Cons: Metal gets really HOT! It can also get little knicks when whisking or using any type of metal instrument. It isn’t the prettiest of bowls if that is what is important to you and also dent easily. It’s a little plain…

Plastic Mixing Bowls

Pros: Plastic is lightweight, microwave safe, easily transportable, shatter proof and microwave safe. If you take pictures of your food, for Instagram or otherwise, is also non-glare, which is nice.

Cons: Plastic is a reactive material and can melt, warp and generally changes shape over the years. It will need to be replaced every so often. It can also easily become discolored if white. Think tomato sauce.

Ceramic Mixing Bowls

Pros: Ceramic bowls can double as a serving dishes, are heavy, decorative and potentially also non-glare for photos. They are microwave and oven safe and also non-reactive. A winning bowl, right???

Cons: But ceramic is also super heavy, generally more expensive and the biggy… they break and chip easily. I have a set I love and have chipped them just catching it on the corner of the cabinet trying to put them away. Because they aren’t very popular due to these reasons, they are also a little harder to find.

Glass Mixing Bowls

Pros: Glass can also double as serving dish, is non-reactive, temperature resistant (if tempered) and sturdy for those heavy duty projects.

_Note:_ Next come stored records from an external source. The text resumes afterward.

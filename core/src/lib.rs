// Core meeting-notes functionality:
// - Gemini API client and wire types
// - Meeting analysis and task result data structures
// - Extraction strategies (dummy and live) for both flows
// - Input validation and response normalization
// - Configuration loading
// - Shared error types

// Export client module - API client for Gemini
pub mod client;
pub use client::*;

// Export types module - Gemini request/response data structures
pub mod types;
pub use types::*;

// Export analysis module - meeting analysis data model
pub mod analysis;
pub use analysis::*;

// Export config module - Configuration loading
pub mod config;
pub use config::*;

// Export errors module - Shared error types
pub mod errors;
pub use errors::*;

pub mod analyzer;
pub mod data_uri;
pub mod normalizer;
pub mod schema;
pub mod summarizer;
pub mod validation;

pub use analyzer::{
    analyzer_from_config, demo_analysis, DummyAnalyzer, LiveAnalyzer, NotesAnalyzer,
    NotesAnalyzerRef,
};
pub use normalizer::normalize_task_result;
pub use summarizer::{
    summarizer_from_config, DummySummarizer, LiveSummarizer, TaskSummarizer, TaskSummarizerRef,
};
pub use validation::{validate_analysis_input, validate_input, ValidationError};

#[cfg(test)]
pub(crate) mod testing;
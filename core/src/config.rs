use crate::errors::{MinutesError, MinutesResult};
use crate::schema::SECRETARY_INSTRUCTION;
use crate::types::DEFAULT_MODEL;
use serde::{Deserialize, Serialize};
use std::fs;
use std::path::{Path, PathBuf};

/// Default Gemini REST endpoint
pub const DEFAULT_API_BASE_URL: &str = "https://generativelanguage.googleapis.com/v1beta";

/// Configuration for note analysis and record storage
#[derive(Debug, Serialize, Deserialize, Clone, Default, PartialEq)]
pub struct MinutesConfig {
    pub api_key: Option<String>,
    pub model_name: Option<String>,
    pub system_prompt: Option<String>,
    pub api_base_url: Option<String>,
    /// Return canned results instead of calling the model
    pub use_dummy_ai: Option<bool>,
    /// Directory holding saved meeting records
    pub data_dir: Option<PathBuf>,
}

impl MinutesConfig {
    /// Built-in values, used as the lowest-precedence layer
    pub fn defaults() -> Self {
        Self {
            api_key: None,
            model_name: Some(DEFAULT_MODEL.to_string()),
            system_prompt: Some(SECRETARY_INSTRUCTION.to_string()),
            api_base_url: Some(DEFAULT_API_BASE_URL.to_string()),
            use_dummy_ai: Some(false),
            data_dir: None,
        }
    }

    /// Loads configuration from a file if it exists, otherwise returns an empty layer
    pub fn load_from_file(path: &Path) -> MinutesResult<Self> {
        if path.exists() {
            let content = fs::read_to_string(path).map_err(|e| {
                MinutesError::ConfigError(format!("Failed to read config file: {}", e))
            })?;

            let config: Self = toml::from_str(&content).map_err(|e| {
                MinutesError::ConfigError(format!("Failed to parse config file: {}", e))
            })?;

            Ok(config)
        } else {
            Ok(Self::default())
        }
    }

    /// Layer read from the process environment
    pub fn from_env() -> Self {
        Self::from_lookup(|key| std::env::var(key).ok())
    }

    /// Layer read through an arbitrary variable lookup.
    ///
    /// `GEMINI_API_KEY` wins over `API_KEY`; `USE_DUMMY_AI` is on only when it
    /// equals `true` (case-insensitive), and `false` when set to anything else.
    pub fn from_lookup<F>(lookup: F) -> Self
    where
        F: Fn(&str) -> Option<String>,
    {
        let non_empty = |key: &str| lookup(key).filter(|v| !v.trim().is_empty());

        Self {
            api_key: non_empty("GEMINI_API_KEY").or_else(|| non_empty("API_KEY")),
            model_name: non_empty("MINUTES_MODEL"),
            system_prompt: None,
            api_base_url: non_empty("MINUTES_API_BASE_URL"),
            use_dummy_ai: non_empty("USE_DUMMY_AI").map(|v| v.trim().eq_ignore_ascii_case("true")),
            data_dir: non_empty("MINUTES_DATA_DIR").map(PathBuf::from),
        }
    }

    /// Merges this config with another config, preferring values from the other config if present
    pub fn merge(&self, other: &Self) -> Self {
        Self {
            api_key: other.api_key.clone().or_else(|| self.api_key.clone()),
            model_name: other.model_name.clone().or_else(|| self.model_name.clone()),
            system_prompt: other
                .system_prompt
                .clone()
                .or_else(|| self.system_prompt.clone()),
            api_base_url: other
                .api_base_url
                .clone()
                .or_else(|| self.api_base_url.clone()),
            use_dummy_ai: other.use_dummy_ai.or(self.use_dummy_ai),
            data_dir: other.data_dir.clone().or_else(|| self.data_dir.clone()),
        }
    }

    pub fn dummy_mode(&self) -> bool {
        self.use_dummy_ai.unwrap_or(false)
    }

    /// Directory for saved records, falling back to the platform data directory
    pub fn resolved_data_dir(&self, app_name: &str) -> MinutesResult<PathBuf> {
        if let Some(dir) = &self.data_dir {
            return Ok(dir.clone());
        }
        let data_dir = dirs::data_dir().ok_or_else(|| {
            MinutesError::ConfigError("Could not determine data directory".to_string())
        })?;
        Ok(data_dir.join(app_name))
    }
}

/// Helper function to get default config directory
pub fn get_default_config_dir(app_name: &str) -> MinutesResult<PathBuf> {
    let home_dir = dirs::home_dir().ok_or_else(|| {
        MinutesError::ConfigError("Could not determine home directory".to_string())
    })?;

    Ok(home_dir.join(".config").join(app_name))
}

/// Helper function to get default config file path
pub fn get_default_config_file(app_name: &str) -> MinutesResult<PathBuf> {
    let config_dir = get_default_config_dir(app_name)?;
    Ok(config_dir.join("config.toml"))
}

/// Resolve the effective configuration: defaults, then the TOML file, then the environment.
pub fn load_layered(config_file: Option<&Path>, app_name: &str) -> MinutesResult<MinutesConfig> {
    let path = match config_file {
        Some(path) => path.to_path_buf(),
        None => get_default_config_file(app_name)?,
    };
    let file_layer = MinutesConfig::load_from_file(&path)?;
    Ok(MinutesConfig::defaults()
        .merge(&file_layer)
        .merge(&MinutesConfig::from_env()))
}
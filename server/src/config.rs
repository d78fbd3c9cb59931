use anyhow::{Context, Result};
use minutes_core::config::{load_layered, MinutesConfig};
use serde::{Deserialize, Serialize};
use std::net::SocketAddr;
use std::path::{Path, PathBuf};

/// Name used for the config and data directories
pub const APP_NAME: &str = "minutes";

#[derive(Debug, Clone, Serialize, Deserialize)]
pub struct AppConfig {
    pub http_addr: SocketAddr,
    pub record_dir: PathBuf,
    pub minutes: MinutesConfig,
}

impl AppConfig {
    /// Resolve config from defaults, the TOML file and the environment
    pub fn load(config_file: Option<&Path>, http_addr: SocketAddr) -> Result<Self> {
        let minutes = load_layered(config_file, APP_NAME).context("Failed to load configuration")?;
        Self::from_minutes(minutes, http_addr)
    }

    pub fn from_minutes(minutes: MinutesConfig, http_addr: SocketAddr) -> Result<Self> {
        let record_dir = minutes
            .resolved_data_dir(APP_NAME)
            .context("Failed to resolve record directory")?;
        Ok(Self {
            http_addr,
            record_dir,
            minutes,
        })
    }
}
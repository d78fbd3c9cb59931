//! Test doubles shared by the unit tests of this crate.

use async_trait::async_trait;
use serde_json::{json, Value};
use std::sync::Mutex;

use crate::client::ContentGenerator;
use crate::errors::{MinutesError, MinutesResult};
use crate::types::{GenerateContentRequest, GenerateContentResponse};

/// Replays one canned response and records every request it receives.
pub(crate) struct FakeGenerator {
    response: Value,
    fail_with_status: Option<u16>,
    pub requests: Mutex<Vec<Value>>,
}

impl FakeGenerator {
    pub fn responding(response: Value) -> Self {
        Self {
            response,
            fail_with_status: None,
            requests: Mutex::new(Vec::new()),
        }
    }

    /// Response whose first candidate carries the given function calls
    pub fn with_calls(calls: Vec<(&str, Value)>) -> Self {
        let parts: Vec<Value> = calls
            .into_iter()
            .map(|(name, args)| json!({ "functionCall": { "name": name, "args": args } }))
            .collect();
        Self::responding(json!({
            "candidates": [ { "content": { "role": "model", "parts": parts } } ]
        }))
    }

    pub fn failing(status: u16) -> Self {
        Self {
            response: Value::Null,
            fail_with_status: Some(status),
            requests: Mutex::new(Vec::new()),
        }
    }

    pub fn request_count(&self) -> usize {
        self.requests.lock().unwrap().len()
    }

    pub fn last_request(&self) -> Value {
        self.requests.lock().unwrap().last().cloned().unwrap_or(Value::Null)
    }
}

#[async_trait]
impl ContentGenerator for FakeGenerator {
    async fn generate_content(
        &self,
        request: GenerateContentRequest,
    ) -> MinutesResult<GenerateContentResponse> {
        let request = serde_json::to_value(&request)
            .map_err(|e| MinutesError::ParsingError(e.to_string()))?;
        self.requests.lock().unwrap().push(request);

        if let Some(status_code) = self.fail_with_status {
            return Err(MinutesError::HttpError {
                status_code,
                message: "API request failed: upstream unavailable".to_string(),
            });
        }
        serde_json::from_value(self.response.clone())
            .map_err(|e| MinutesError::ParsingError(e.to_string()))
    }
}
//! HTTP surface for the meeting-notes assistant.

pub mod config;
pub mod http_server;
use thiserror::Error;

use crate::validation::ValidationError;

/// Message surfaced when the model answers without a structured function call.
pub const EXTRACTION_FAILED_MESSAGE: &str =
    "AI failed to generate structured data. Please try again.";

/// Errors raised while analyzing meeting notes
#[derive(Error, Debug)]
pub enum MinutesError {
    #[error(transparent)]
    Validation(#[from] ValidationError),

    #[error("{}", EXTRACTION_FAILED_MESSAGE)]
    ExtractionFailed,

    #[error("Invalid data URI: {0}")]
    InvalidDataUri(String),

    #[error("Configuration Error: {0}")]
    ConfigError(String),

    #[error("Request Error: {0}")]
    RequestError(String),

    #[error("Response Error: {0}")]
    ResponseError(String),

    #[error("Parsing Error: {0}")]
    ParsingError(String),

    #[error("HTTP Error: {status_code} - {message}")]
    HttpError { status_code: u16, message: String },
}

impl MinutesError {
    /// True for failures caused by what the user submitted rather than by
    /// the model or the transport.
    pub fn is_user_error(&self) -> bool {
        matches!(self, Self::Validation(_) | Self::InvalidDataUri(_))
    }
}

/// Result type for meeting-notes operations
pub type MinutesResult<T> = Result<T, MinutesError>;
//! Meeting-notes extraction.
//!
//! One `NotesAnalyzer` interface, two strategies: `DummyAnalyzer` returns a
//! fixed analysis without touching the network, `LiveAnalyzer` asks Gemini
//! for an `analyze_meeting_notes` function call and takes its arguments.

use async_trait::async_trait;
use std::sync::Arc;
use tracing::{debug, info, warn};

use crate::analysis::{ActionItem, MeetingAnalysis, Priority};
use crate::client::{function_call_request, ContentGenerator, GeminiClient};
use crate::config::MinutesConfig;
use crate::data_uri::parse_data_uri;
use crate::errors::{MinutesError, MinutesResult};
use crate::schema::{analyze_function, SECRETARY_INSTRUCTION};
use crate::types::Part;

/// Produces a `MeetingAnalysis` from notes text and/or an image data URI
#[async_trait]
pub trait NotesAnalyzer: Send + Sync {
    async fn analyze(
        &self,
        content: &str,
        image_uri: Option<&str>,
    ) -> MinutesResult<MeetingAnalysis>;

    /// Short label for logs
    fn strategy_name(&self) -> &'static str;
}

/// Shared handle to an analyzer strategy
pub type NotesAnalyzerRef = Arc<dyn NotesAnalyzer>;

/// Canned analysis returned in dummy mode
pub fn demo_analysis() -> MeetingAnalysis {
    MeetingAnalysis {
        title: "デモ会議タイトル".to_string(),
        summary: "これはダミーの要約です。会議内容を簡潔にまとめています。"
            .to_string(),
        key_points: vec![
            "ダミーキーポイント1".to_string(),
            "ダミーキーポイント2".to_string(),
            "ダミーキーポイント3".to_string(),
        ],
        action_items: vec![
            ActionItem::new("ダミータスク1", Priority::High),
            ActionItem::new("ダミータスク2", Priority::Medium),
            ActionItem::new("ダミータスク3", Priority::Low),
        ],
    }
}

/// Offline strategy for demos and environments without credentials
#[derive(Debug, Clone, Default)]
pub struct DummyAnalyzer;

#[async_trait]
impl NotesAnalyzer for DummyAnalyzer {
    async fn analyze(
        &self,
        _content: &str,
        _image_uri: Option<&str>,
    ) -> MinutesResult<MeetingAnalysis> {
        debug!("Returning demo analysis");
        Ok(demo_analysis())
    }

    fn strategy_name(&self) -> &'static str {
        "dummy"
    }
}

/// Strategy backed by a schema-constrained model call
pub struct LiveAnalyzer<G> {
    generator: G,
    system_instruction: String,
}

impl<G: ContentGenerator> LiveAnalyzer<G> {
    pub fn new(generator: G) -> Self {
        Self {
            generator,
            system_instruction: SECRETARY_INSTRUCTION.to_string(),
        }
    }

    pub fn with_system_instruction(mut self, instruction: impl Into<String>) -> Self {
        self.system_instruction = instruction.into();
        self
    }

    fn build_parts(content: &str, image_uri: Option<&str>) -> MinutesResult<Vec<Part>> {
        let mut parts = Vec::new();
        if !content.is_empty() {
            parts.push(Part::text(content.to_string()));
        }
        if let Some(uri) = image_uri.filter(|uri| !uri.is_empty()) {
            parts.push(Part::inline_data(parse_data_uri(uri)?));
        }
        Ok(parts)
    }
}

#[async_trait]
impl<G: ContentGenerator> NotesAnalyzer for LiveAnalyzer<G> {
    async fn analyze(
        &self,
        content: &str,
        image_uri: Option<&str>,
    ) -> MinutesResult<MeetingAnalysis> {
        let parts = Self::build_parts(content, image_uri)?;
        let request = function_call_request(parts, &self.system_instruction, analyze_function());

        let response = self.generator.generate_content(request).await?;
        let calls = response.function_calls();

        let Some(call) = calls.into_iter().next() else {
            warn!("Model answered without a structured function call");
            return Err(MinutesError::ExtractionFailed);
        };

        let analysis: MeetingAnalysis = serde_json::from_value(call.arguments).map_err(|e| {
            MinutesError::ParsingError(format!("Failed to read {} arguments: {}", call.name, e))
        })?;

        info!(
            action_items = analysis.action_items.len(),
            key_points = analysis.key_points.len(),
            "Extracted meeting analysis"
        );
        Ok(analysis)
    }

    fn strategy_name(&self) -> &'static str {
        "live"
    }
}

/// Pick the analyzer strategy the configuration asks for
pub fn analyzer_from_config(config: &MinutesConfig) -> MinutesResult<NotesAnalyzerRef> {
    if config.dummy_mode() {
        return Ok(Arc::new(DummyAnalyzer));
    }

    let client = GeminiClient::new(config)?;
    let mut analyzer = LiveAnalyzer::new(client);
    if let Some(prompt) = &config.system_prompt {
        analyzer = analyzer.with_system_instruction(prompt.clone());
    }
    Ok(Arc::new(analyzer))
}
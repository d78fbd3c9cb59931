use std::collections::HashMap;
use std::sync::{Arc, RwLock};

use async_trait::async_trait;
use log::debug;

use crate::store::{KeyValueStore, StoreError};

/// In-memory implementation of KeyValueStore
#[derive(Debug, Default)]
pub struct InMemoryKeyValueStore {
    /// Thread-safe storage of slots
    slots: Arc<RwLock<HashMap<String, String>>>,
}

impl InMemoryKeyValueStore {
    /// Create a new InMemoryKeyValueStore
    pub fn new() -> Self {
        Self::default()
    }
}

#[async_trait]
impl KeyValueStore for InMemoryKeyValueStore {
    async fn get(&self, key: &str) -> Result<Option<String>, StoreError> {
        let slots = self.slots.read().map_err(|e| {
            StoreError::StorageError(format!("Failed to acquire read lock: {}", e))
        })?;

        Ok(slots.get(key).cloned())
    }

    async fn set(&self, key: &str, value: String) -> Result<(), StoreError> {
        let mut slots = self.slots.write().map_err(|e| {
            StoreError::StorageError(format!("Failed to acquire write lock: {}", e))
        })?;

        debug!("Writing {} bytes to slot {}", value.len(), key);
        slots.insert(key.to_string(), value);
        Ok(())
    }

    async fn delete(&self, key: &str) -> Result<(), StoreError> {
        let mut slots = self.slots.write().map_err(|e| {
            StoreError::StorageError(format!("Failed to acquire write lock: {}", e))
        })?;

        if slots.remove(key).is_some() {
            debug!("Deleted slot {}", key);
        }
        Ok(())
    }
}
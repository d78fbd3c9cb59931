use anyhow::{Context, Result};
use clap::Parser;
use minutes_core::config::MinutesConfig;
use minutes_core::{analyzer_from_config, summarizer_from_config};
use minutes_records::{FileKeyValueStore, MeetingRecords};
use minutes_server::config::AppConfig;
use minutes_server::http_server::{self, AppState};
use std::net::SocketAddr;
use std::path::PathBuf;
use std::sync::Arc;
use tracing::{info, warn};
use tracing_subscriber::{fmt, prelude::*, EnvFilter};

#[derive(Parser, Debug)]
#[command(name = "minutes-server", about = "HTTP server for the meeting-notes assistant", version)]
struct Args {
    /// Path to config file
    #[arg(short, long)]
    config: Option<PathBuf>,

    /// HTTP server address
    #[arg(long, env = "MINUTES_HTTP_ADDR", default_value = "127.0.0.1:3000")]
    http_addr: SocketAddr,

    /// Gemini API key
    #[arg(short = 'k', long)]
    api_key: Option<String>,

    /// Gemini model to use
    #[arg(short = 'o', long)]
    model: Option<String>,

    /// Serve canned results instead of calling Gemini
    #[arg(long)]
    dummy: bool,

    /// Directory for saved meeting records
    #[arg(long)]
    data_dir: Option<PathBuf>,

    /// Log level (trace, debug, info, warn, error)
    #[arg(long, env = "MINUTES_LOG_LEVEL", default_value = "info")]
    log_level: String,
}

#[tokio::main]
async fn main() -> Result<()> {
    dotenvy::dotenv().ok();
    let args = Args::parse();

    // Initialize tracing (logging)
    tracing_subscriber::registry()
        .with(fmt::layer())
        .with(EnvFilter::try_from_default_env().unwrap_or_else(|_| EnvFilter::new(&args.log_level)))
        .init();

    info!("Starting minutes server");

    let mut config = AppConfig::load(args.config.as_deref(), args.http_addr)?;

    // Update config from CLI args
    let overrides = MinutesConfig {
        api_key: args.api_key,
        model_name: args.model,
        use_dummy_ai: args.dummy.then_some(true),
        data_dir: args.data_dir,
        ..MinutesConfig::default()
    };
    config = AppConfig::from_minutes(config.minutes.merge(&overrides), config.http_addr)?;

    let analyzer = analyzer_from_config(&config.minutes).context("Failed to initialize analyzer")?;
    let summarizer =
        summarizer_from_config(&config.minutes).context("Failed to initialize summarizer")?;
    if config.minutes.dummy_mode() {
        warn!("Dummy mode is on; responses are canned and no model is called");
    }
    info!(
        strategy = analyzer.strategy_name(),
        model = config.minutes.model_name.as_deref().unwrap_or_default(),
        "Initialized analyzer"
    );

    info!("Storing records in {}", config.record_dir.display());
    let store = Arc::new(FileKeyValueStore::new(config.record_dir.clone()));
    let records = Arc::new(MeetingRecords::new(store));

    let state = AppState::new(analyzer, summarizer, records);
    http_server::run_server(state, config.http_addr).await?;

    info!("Minutes server shutting down");
    Ok(())
}
use colored::*;
use minutes_core::{ActionItem, MeetingAnalysis, Priority, TaskResult};
use minutes_records::StoredRecord;

/// Colored label for an action item's priority
pub fn priority_badge(priority: Priority) -> ColoredString {
    let label = format!("[{}]", priority.as_str().to_uppercase());
    match priority {
        Priority::High => label.red().bold(),
        Priority::Medium => label.yellow().bold(),
        Priority::Low => label.green().bold(),
    }
}

/// One line per action item plus an indented detail line when assignee or due date exist
pub fn format_action_item(item: &ActionItem) -> String {
    let mut line = format!("{} {}", priority_badge(item.priority), item.task);

    let mut details = Vec::new();
    if let Some(assignee) = &item.assignee {
        details.push(format!("担当: {}", assignee));
    }
    if let Some(due_date) = &item.due_date {
        details.push(format!("期限: {}", due_date));
    }
    if !details.is_empty() {
        line.push_str(&format!("\n      {}", details.join("  ").dimmed()));
    }
    line
}

/// Render a full analysis the way the results view lays it out
pub fn format_analysis(analysis: &MeetingAnalysis) -> String {
    let mut out = String::new();
    out.push_str(&format!("{}\n\n", analysis.title.bold()));

    out.push_str(&format!("{}\n", "要約".cyan().bold()));
    out.push_str(&format!("  \"{}\"\n\n", analysis.summary.italic()));

    out.push_str(&format!("{}\n", "キーポイント".cyan().bold()));
    for (i, point) in analysis.key_points.iter().enumerate() {
        out.push_str(&format!("  {}. {}\n", i + 1, point));
    }
    out.push('\n');

    out.push_str(&format!(
        "{} ({} 件)\n",
        "タスク".cyan().bold(),
        analysis.action_items.len()
    ));
    for item in &analysis.action_items {
        out.push_str(&format!("  - {}\n", format_action_item(item)));
    }
    out
}

pub fn format_task_result(result: &TaskResult) -> String {
    let mut out = String::new();
    out.push_str(&format!("{}\n  {}\n\n", "要約".cyan().bold(), result.summary));
    out.push_str(&format!("{}\n", "タスク".cyan().bold()));
    for task in &result.tasks {
        out.push_str(&format!("  [ ] {}\n", task));
    }
    out
}

pub fn format_record_list(records: &[StoredRecord]) -> String {
    if records.is_empty() {
        return format!("{}\n", "No saved records.".dimmed());
    }
    let mut out = String::new();
    for (i, record) in records.iter().enumerate() {
        out.push_str(&format!(
            "{:>3}  {}  {} ({} tasks)\n",
            i,
            record.saved_at.dimmed(),
            record.analysis.title.bold(),
            record.analysis.action_items.len()
        ));
    }
    out
}

pub fn print_error(message: &str) {
    eprintln!("{} {}", "Error:".red().bold(), message);
}

#[cfg(test)]
mod tests {
    use super::*;
    use minutes_core::demo_analysis;

    fn plain<T>(f: impl FnOnce() -> T) -> T {
        colored::control::set_override(false);
        f()
    }

    #[test]
    fn analysis_lists_points_in_order_with_count() {
        let text = plain(|| format_analysis(&demo_analysis()));
        assert!(text.starts_with("デモ会議タイトル"));
        assert!(text.contains(
            "  1. ダミーキーポイント1\n  2. ダミーキーポイント2\n  3. ダミーキーポイント3"
        ));
        assert!(text.contains("タスク (3 件)"));
        assert!(text.contains("[HIGH] ダミータスク1"));
        assert!(text.contains("[LOW] ダミータスク3"));
    }

    #[test]
    fn action_item_details_only_when_present() {
        let mut item = ActionItem::new("Book the room", Priority::Medium);
        let bare = plain(|| format_action_item(&item));
        assert_eq!(bare, "[MEDIUM] Book the room");

        item.assignee = Some("Sora".to_string());
        item.due_date = Some("Monday".to_string());
        let detailed = plain(|| format_action_item(&item));
        assert!(detailed.contains("担当: Sora"));
        assert!(detailed.contains("期限: Monday"));
    }

    #[test]
    fn empty_record_list_says_so() {
        let text = plain(|| format_record_list(&[]));
        assert_eq!(text, "No saved records.\n");
    }

    #[test]
    fn task_result_renders_checkboxes() {
        let result = TaskResult {
            summary: "要約".to_string(),
            tasks: vec!["a".to_string(), "b".to_string()],
        };
        let text = plain(|| format_task_result(&result));
        assert!(text.contains("  [ ] a\n  [ ] b\n"));
    }
}
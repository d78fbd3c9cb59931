//! The summarize flow: a looser `{summary, tasks}` contract.
//!
//! Unlike `NotesAnalyzer`, a response of the wrong shape is not an error
//! here; it is normalized to the empty `TaskResult`.

use async_trait::async_trait;
use std::sync::Arc;
use tracing::{debug, warn};

use crate::analysis::TaskResult;
use crate::client::{function_call_request, ContentGenerator, GeminiClient};
use crate::config::MinutesConfig;
use crate::errors::MinutesResult;
use crate::normalizer::normalize_task_result;
use crate::schema::{summarize_function, SUMMARIZER_INSTRUCTION};
use crate::types::Part;

#[async_trait]
pub trait TaskSummarizer: Send + Sync {
    /// Summarize already-validated text. Only transport failures are errors.
    async fn summarize(&self, text: &str) -> MinutesResult<TaskResult>;

    fn strategy_name(&self) -> &'static str;
}

pub type TaskSummarizerRef = Arc<dyn TaskSummarizer>;

/// Canned result returned in dummy mode
pub fn demo_task_result() -> TaskResult {
    TaskResult {
        summary: "要約（ダミー）".to_string(),
        tasks: vec!["タスク1".to_string(), "タスク2".to_string()],
    }
}

#[derive(Debug, Clone, Default)]
pub struct DummySummarizer;

#[async_trait]
impl TaskSummarizer for DummySummarizer {
    async fn summarize(&self, _text: &str) -> MinutesResult<TaskResult> {
        Ok(demo_task_result())
    }

    fn strategy_name(&self) -> &'static str {
        "dummy"
    }
}

pub struct LiveSummarizer<G> {
    generator: G,
}

impl<G: ContentGenerator> LiveSummarizer<G> {
    pub fn new(generator: G) -> Self {
        Self { generator }
    }
}

#[async_trait]
impl<G: ContentGenerator> TaskSummarizer for LiveSummarizer<G> {
    async fn summarize(&self, text: &str) -> MinutesResult<TaskResult> {
        let request = function_call_request(
            vec![Part::text(text.to_string())],
            SUMMARIZER_INSTRUCTION,
            summarize_function(),
        );

        let response = self.generator.generate_content(request).await?;
        let calls = response.function_calls();
        let args = calls.first().map(|call| &call.arguments);
        if args.is_none() {
            warn!("Summarize call returned no function call; using empty result");
        }

        let result = normalize_task_result(args);
        debug!(tasks = result.tasks.len(), "Summarized text");
        Ok(result)
    }

    fn strategy_name(&self) -> &'static str {
        "live"
    }
}

pub fn summarizer_from_config(config: &MinutesConfig) -> MinutesResult<TaskSummarizerRef> {
    if config.dummy_mode() {
        return Ok(Arc::new(DummySummarizer));
    }
    Ok(Arc::new(LiveSummarizer::new(GeminiClient::new(config)?)))
}

#[cfg(test)]
mod tests {
    use super::*;
    use crate::errors::MinutesError;
    use crate::testing::FakeGenerator;
    use serde_json::json;

    #[tokio::test]
    async fn dummy_returns_summary_and_tasks() {
        let result = DummySummarizer.summarize("テスト入力").await.unwrap();
        assert_eq!(result.summary, "要約（ダミー）");
        assert_eq!(result.tasks, vec!["タスク1", "タスク2"]);
    }

    #[tokio::test]
    async fn live_passes_through_well_formed_arguments() {
        let summarizer = LiveSummarizer::new(FakeGenerator::with_calls(vec![(
            "summarize_and_extract_tasks",
            json!({ "summary": "Release is on track.", "tasks": ["Tag v1.2", "Email QA"] }),
        )]));

        let result = summarizer.summarize("long text").await.unwrap();
        assert_eq!(result.summary, "Release is on track.");
        assert_eq!(result.tasks, vec!["Tag v1.2", "Email QA"]);

        let request = summarizer.generator.last_request();
        assert_eq!(request["contents"][0]["parts"][0]["text"], "long text");
        assert_eq!(
            request["tools"][0]["function_declarations"][0]["name"],
            "summarize_and_extract_tasks"
        );
    }

    #[tokio::test]
    async fn live_normalizes_bad_shapes() {
        let summarizer = LiveSummarizer::new(FakeGenerator::with_calls(vec![(
            "summarize_and_extract_tasks",
            json!({ "summary": ["wrong"], "tasks": "also wrong" }),
        )]));
        assert_eq!(summarizer.summarize("text").await.unwrap(), TaskResult::default());

        let silent = LiveSummarizer::new(FakeGenerator::with_calls(vec![]));
        assert_eq!(silent.summarize("text").await.unwrap(), TaskResult::default());
    }

    #[tokio::test]
    async fn transport_failure_is_still_an_error() {
        let summarizer = LiveSummarizer::new(FakeGenerator::failing(500));
        assert!(matches!(
            summarizer.summarize("text").await,
            Err(MinutesError::HttpError { status_code: 500, .. })
        ));
    }

    #[test]
    fn config_selects_strategy() {
        let dummy = MinutesConfig {
            use_dummy_ai: Some(true),
            ..MinutesConfig::default()
        };
        assert_eq!(summarizer_from_config(&dummy).unwrap().strategy_name(), "dummy");
        assert!(summarizer_from_config(&MinutesConfig::default()).is_err());
    }
}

Cons: Being heavy and sturdy is also a con, although not as breakable, the slippery surface does not grip to some foods. It is not ideal for beating egg whites, for example.

Copper Mixing Bowls

Pros: The main benefit to copper is that is great for whipping egg whites. It has the added bonus of being pretty.

Cons: They are very expensive, reactive and require a lot of TLC. Even if you don’t use them, they’ll need to be polished.

Other Materials

  • silicone (flimsy, reactive)
  • wooden (porous, absorbable)
  • bamboo (porous, absorbable)
  • cork (really? Cork?)
  • aluminum (reactive)
  • cast iron (reactive)

Other considerations are purely personal preference and functionality: 

  • Do you want pour spouts? I have never had an issue with needing a pour spout, but some people swear by them.
  • Would you like lids for storage or transportation? You can always cover your bowl with a temporary topper- plastic wrap or aluminum foil. Keep in mind aluminum foil is reactive and will have the same effects as a reactive bowl.
  • Do you prefer non-skid bottoms? Quick tip- you can always wrap a kitchen towel around the bottom of any bowl or set it on a silicone trivet to prevent skidding.
  • Do you want a grip or handle? Now that you have your list of wants and needs, you can purchase the mixing bowls of your dreams!

And the last question I get is inevitably, what type of bowls do you have and the answer is that I own them all and use different bowls for different projects.